Législatives libanaises : sans réforme des partis, la proportionnelle est un échec

Les députés libanais ont élu, le 23 mai, le nouveau président du Parlement, en la personne de Nabih Berry, et le vice-président de la Chambre, en la personne d’Elie Ferzli. Jamal Saidi/Reuters

À la lumière des résultats des dernières élections législatives, l’adoption d’un mode de scrutin proportionnel n’a pas honoré les espoirs placés en sa capacité à ouvrir la voie à une véritable réforme politique au Liban. De fait, son impact s’est limité en grande partie à déplacer l’équilibre des pouvoirs entre les élites politiques existantes.
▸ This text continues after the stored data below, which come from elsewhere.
//! Per-record reconciliation state

use std::fmt;
use std::str::FromStr;

use serde::{Deserialize, Serialize};

use crate::error::Error;

/// Reconciliation status of a locally stored record.
///
/// Exactly one state holds per row at any time. The tag is persisted in the
/// local store's `sync_state` column and drives which rows a sync pass picks
/// up.
#[derive(Debug, Clone, Copy, PartialEq, Eq, Hash, Serialize, Deserialize)]
pub enum SyncState {
    /// Local copy matches (or is derived from) the last known remote copy
    Synced,
    /// Local create or update not yet confirmed remote
    Pending,
    /// Tombstoned locally; the remote delete has not yet been confirmed
    PendingDelete,
}

impl SyncState {
    /// Tag stored in the local `sync_state` column
    #[must_use]
    pub const fn as_str(self) -> &'static str {
        match self {
            Self::Synced => "SYNCED",
            Self::Pending => "PENDING",
            Self::PendingDelete => "PENDING_DELETE",
        }
    }

    /// Whether this record still has unconfirmed remote work
    #[must_use]
    pub const fn is_pending(self) -> bool {
        matches!(self, Self::Pending | Self::PendingDelete)
    }
}

impl fmt::Display for SyncState {
    fn fmt(&self, f: &mut fmt::Formatter<'_>) -> fmt::Result {
        f.write_str(self.as_str())
    }
}

impl FromStr for SyncState {
    type Err = Error;

    fn from_str(s: &str) -> Result<Self, Self::Err> {
        match s {
            "SYNCED" => Ok(Self::Synced),
            "PENDING" => Ok(Self::Pending),
            "PENDING_DELETE" => Ok(Self::PendingDelete),
            other => Err(Error::LocalStore(format!("unknown sync state tag: {other}"))),
        }
    }
}
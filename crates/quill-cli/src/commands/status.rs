use std::path::Path;

use crate::commands::common::open_context;
use crate::error::CliError;

pub fn run_status(db_path: &Path) -> Result<(), CliError> {
    let ctx = open_context(db_path)?;

    println!("database: {}", db_path.display());
    println!(
        "sync: {}",
        if ctx.sync_configured {
            "configured"
        } else {
            "not configured"
        }
    );
    println!("pending notes: {}", ctx.notes.pending_count()?);
    println!("pending categories: {}", ctx.categories.pending_count()?);
    Ok(())
}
Certes, la nouvelle loi électorale du Liban a introduit pour la première fois des bulletins de vote préimprimés ; stimulé une certaine concurrence – quoique nettement déséquilibrée – entre les listes électorales (avec une moyenne de cinq listes par circonscription) ; tandis que le nombre de femmes candidates a atteint un record (86 contre 12 en 2009).

Cependant, cette élection a montré que si la réforme électorale est nécessaire, elle n’est pas suffisante pour mieux représenter les différents segments de la société : la plupart des nouveaux députés sont issus du même milieu politique ou social que leurs prédécesseurs, à commencer par les nombreux fils de politicien et, à l’exception d’une candidate, aucun candidat issu d’une formation politique nouvelle n’a franchi la ligne d’arrivée, tandis que les femmes restent fortement sous-représentées au Parlement.


(Lire aussi : Considérations sur le nouvel ordre parlementaire libanais)


Absence de débats
L’une des principales dispositions de cette loi portait sur l’obligation de désigner les candidats sur une liste fermée, ce qui aurait dû favoriser une certaine cohérence – largement absente de la politique libanaise – entre les candidats d’une même liste. Or cela n’a pas été le cas. D’abord, la complexité des alliances conclues entre les partis pour leur permettre de gagner des sièges à tout prix – en dépit des différences personnelles, idéologiques et politiques – les a conduits à s’allier dans certaines circonscriptions et s’affronter dans d’autres, au prix d’une réelle confusion.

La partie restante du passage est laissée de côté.